Три дня и три ночи нас переводят то на один путь, то на другой, как будто мы оказались на гигантской сортировочной станции. Мимо проходят составы с боеприпасами и госпитальные поезда с грузом страданий за закрашенными белой краской окнами. На третий день, с наступлением ночи мы разгружаемся. Мы смотрим по сторонам и затем друг на друга. "Шампань", бормочет наш командир. Идет мелкий, холодный дождик, он укутывает плоские равнины в серую мантию заброшенности и уныния. Несколько стройных тополей вдоль шоссе мерзнут на мартовском ветру.

Мы расквартированы в небольшом городке Ле-Сельве. Мы с Эссером остаемся вместе. Наша комната совсем аскетична, но Эссеру вскоре приходит в голову решение. Он и его ординарец реквизируют из заброшенного поместья красные вельветовые занавеси. Пара шелковых пижам переделана в абажуры. И наша комната приобретает черты знойного комфорта. Напротив нас размещена французская элитная эскадрилья. Полагают даже, что среди них Нунжессер и сам Гийнемер, ас из асов, Рихтгофен противника. Они летают на одноместных Спадах с 180-сильным мотором Испано. Быстрые, проворные машины, превосходящие наших Альбатросов, особенно в пикировании, когда плоскости наших крыльев начинают вибрировать так сильно, что мы боимся как бы они не оторвались в воздухе. Более прочные Спады выдерживают эти перегрузки гораздо лучше. Противовоздушная оборона организована намного серьезнее по сравнению с Вогезами.

Я замечаю это во время самого первого вылета. Осколок зенитного снаряда расщепляет переднюю стойку и я с трудом сажаю самолет на своем аэродроме. Почти все воздушные бои не приносят результатов и наша мораль падает день ото дня. Однажды вечером, мы с Эссером сидим в нашей комнате. Его сообразительный ординарец притащил откуда-то граммофон. Мы набиваем в его рупор тряпки чтобы приглушить звук и теперь он звучит так же меланхолично, как песня деревенской девушки на заднем дворе. Эссер сидит и пишет письмо своей невесте, он делает это каждый день, строя планы на будущее.

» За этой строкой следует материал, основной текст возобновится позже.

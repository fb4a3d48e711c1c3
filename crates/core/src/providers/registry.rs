use std::collections::HashMap;

use crate::models::settings::Settings;

use super::alpaca::{AlpacaProvider, MockBrokerageProvider};
use super::coingecko::CoinGeckoProvider;
use super::traits::{BrokerageProvider, MarketDataProvider};

/// Ordered market data sources, split into two tiers.
///
/// Direct providers are retried and rotated through on network errors.
/// Fallback providers (proxies) get a single attempt each once the direct
/// tier is exhausted.
pub struct MarketProviderRegistry {
    direct: Vec<Box<dyn MarketDataProvider>>,
    fallback: Vec<Box<dyn MarketDataProvider>>,
}

impl MarketProviderRegistry {
    /// Create an empty registry.
    pub fn new() -> Self {
        Self {
            direct: Vec::new(),
            fallback: Vec::new(),
        }
    }

    /// Create a registry with CoinGecko endpoints configured from settings.
    pub fn new_with_defaults(settings: &Settings) -> Self {
        let mut registry = Self::new();

        registry.register(Box::new(CoinGeckoProvider::new(settings.coingecko_base_url.clone())));
        for url in &settings.coingecko_alternate_urls {
            registry.register(Box::new(CoinGeckoProvider::new(url.clone())));
        }

        if let Some(prefix) = &settings.coingecko_proxy_url {
            registry.register_fallback(Box::new(CoinGeckoProvider::proxied(
                prefix.clone(),
                settings.coingecko_base_url.clone(),
            )));
        }

        registry
    }

    /// Register a provider in the retried direct tier.
    pub fn register(&mut self, provider: Box<dyn MarketDataProvider>) {
        self.direct.push(provider);
    }

    /// Register a single-attempt fallback provider.
    pub fn register_fallback(&mut self, provider: Box<dyn MarketDataProvider>) {
        self.fallback.push(provider);
    }

    pub fn direct_providers(&self) -> Vec<&dyn MarketDataProvider> {
        self.direct.iter().map(|p| p.as_ref()).collect()
    }

    pub fn fallback_providers(&self) -> Vec<&dyn MarketDataProvider> {
        self.fallback.iter().map(|p| p.as_ref()).collect()
    }
}

impl Default for MarketProviderRegistry {
    fn default() -> Self {
        Self::new()
    }
}

/// Pick the brokerage backend: live Alpaca when both `alpaca_key` and
/// `alpaca_secret` are present, otherwise the fixed mock account.
pub fn brokerage_from_keys(api_keys: &HashMap<String, String>) -> Box<dyn BrokerageProvider> {
    match (api_keys.get("alpaca_key"), api_keys.get("alpaca_secret")) {
        (Some(key), Some(secret)) if !key.is_empty() && !secret.is_empty() => {
            Box::new(AlpacaProvider::new(key.clone(), secret.clone()))
        }
        _ => Box::new(MockBrokerageProvider::new()),
    }
}

#[cfg(test)]
mod tests {
    use super::*;

    #[test]
    fn defaults_follow_settings() {
        let settings = Settings::default();
        let registry = MarketProviderRegistry::new_with_defaults(&settings);
        assert_eq!(registry.direct_providers().len(), 2);
        assert_eq!(registry.fallback_providers().len(), 1);

        let no_proxy = Settings {
            coingecko_proxy_url: None,
            coingecko_alternate_urls: vec![],
            ..Settings::default()
        };
        let registry = MarketProviderRegistry::new_with_defaults(&no_proxy);
        assert_eq!(registry.direct_providers().len(), 1);
        assert!(registry.fallback_providers().is_empty());
    }

    #[test]
    fn brokerage_needs_both_keys() {
        let mut keys = HashMap::new();
        assert_eq!(brokerage_from_keys(&keys).name(), "Mock brokerage");
        keys.insert("alpaca_key".to_string(), "k".to_string());
        assert_eq!(brokerage_from_keys(&keys).name(), "Mock brokerage");
        keys.insert("alpaca_secret".to_string(), "s".to_string());
        assert_eq!(brokerage_from_keys(&keys).name(), "Alpaca");
    }
}
use std::path::Path;

use crate::errors::CoreError;

use super::datastore::Database;
use super::encryption::{KdfParams, SnapshotKey};
use super::format::{self, SnapshotHeader};

/// Encrypted snapshot persistence for a [`Database`].
///
/// Flow: Database → bincode → AES-256-GCM(Argon2id(password)) → WWDB bytes
pub struct StorageManager;

impl StorageManager {
    /// Seal a database under an already-derived key.
    pub fn save_to_bytes(db: &Database, key: &SnapshotKey) -> Result<Vec<u8>, CoreError> {
        let plaintext = bincode::serialize(db)
            .map_err(|e| CoreError::Serialization(format!("Failed to serialize database: {e}")))?;
        let (nonce, ciphertext) = key.seal(&plaintext)?;

        let header = SnapshotHeader {
            version: format::CURRENT_VERSION,
            kdf_params: *key.params(),
            salt: *key.salt(),
            nonce,
            ciphertext_len: ciphertext.len() as u64,
        };
        Ok(format::encode(&header, &ciphertext))
    }

    /// Seal a database under a freshly derived key.
    pub fn save_with_password(
        db: &Database,
        password: &str,
        params: KdfParams,
    ) -> Result<Vec<u8>, CoreError> {
        let key = SnapshotKey::generate(password, params)?;
        Self::save_to_bytes(db, &key)
    }

    /// Open a snapshot. Returns the database together with the derived key,
    /// so later saves can reuse it.
    pub fn load_from_bytes(data: &[u8], password: &str) -> Result<(Database, SnapshotKey), CoreError> {
        let (header, ciphertext) = format::decode(data)?;
        let key = SnapshotKey::derive(password, header.salt, header.kdf_params)?;
        let plaintext = key.open(&header.nonce, ciphertext)?;

        let db = bincode::deserialize(&plaintext)
            .map_err(|e| CoreError::Deserialization(format!("Failed to deserialize database: {e}")))?;
        Ok((db, key))
    }

    /// Write bytes via a sibling temp file and rename, so a crash mid-write
    /// never leaves a half-written snapshot behind.
    pub async fn write_atomic(path: &Path, bytes: &[u8]) -> Result<(), CoreError> {
        let tmp = path.with_extension("tmp");
        tokio::fs::write(&tmp, bytes).await?;
        tokio::fs::rename(&tmp, path).await?;
        Ok(())
    }

    pub async fn load_from_file(path: &Path, password: &str) -> Result<(Database, SnapshotKey), CoreError> {
        let bytes = tokio::fs::read(path).await?;
        Self::load_from_bytes(&bytes, password)
    }
}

16 апреля наша эскадрилья наконец добивается своего первого успеха. Глинкерман сбивает Кадрон, Эссер — Ньюпор. Другие пилоты наблюдают за тем, как Эссер преследует другой вражеский самолет и исчезает на западе. Больше о нем ничего не слышно и я провожу ночь один в комнате с красными вельветовыми занавесями. На следующий день нам звонят из траншей. Наш командир едет туда и к вечеру возвращается. В его автомобиле лежит мешок, такой маленький, что там может поместиться только ребенок, это все, что осталось от Эссера. Командир пишет его родителям, он просит, чтобы я написал его невесте во Фрайбург. Мне трудно писать, это самое трудное письмо, которое я писал когда-либо в своей жизни, но вскоре мне предстоит написать много таких писем. На следующее утро после похорон Эссера, ко мне подходит Пуц. Его круглое, курносое лицо полно симпатии. "Знаешь, Коротышка", говорит он, "Это так ужасно, жить одному в комнате с пустой кроватью. Если хочешь, я могу переехать к тебе". Мы пожимаем руки и вечером ординарец меняет карточки на двери. Карточка "Летенант Хейниш" висит теперь там, там где раньше была карточка "Лейтенант Эссер".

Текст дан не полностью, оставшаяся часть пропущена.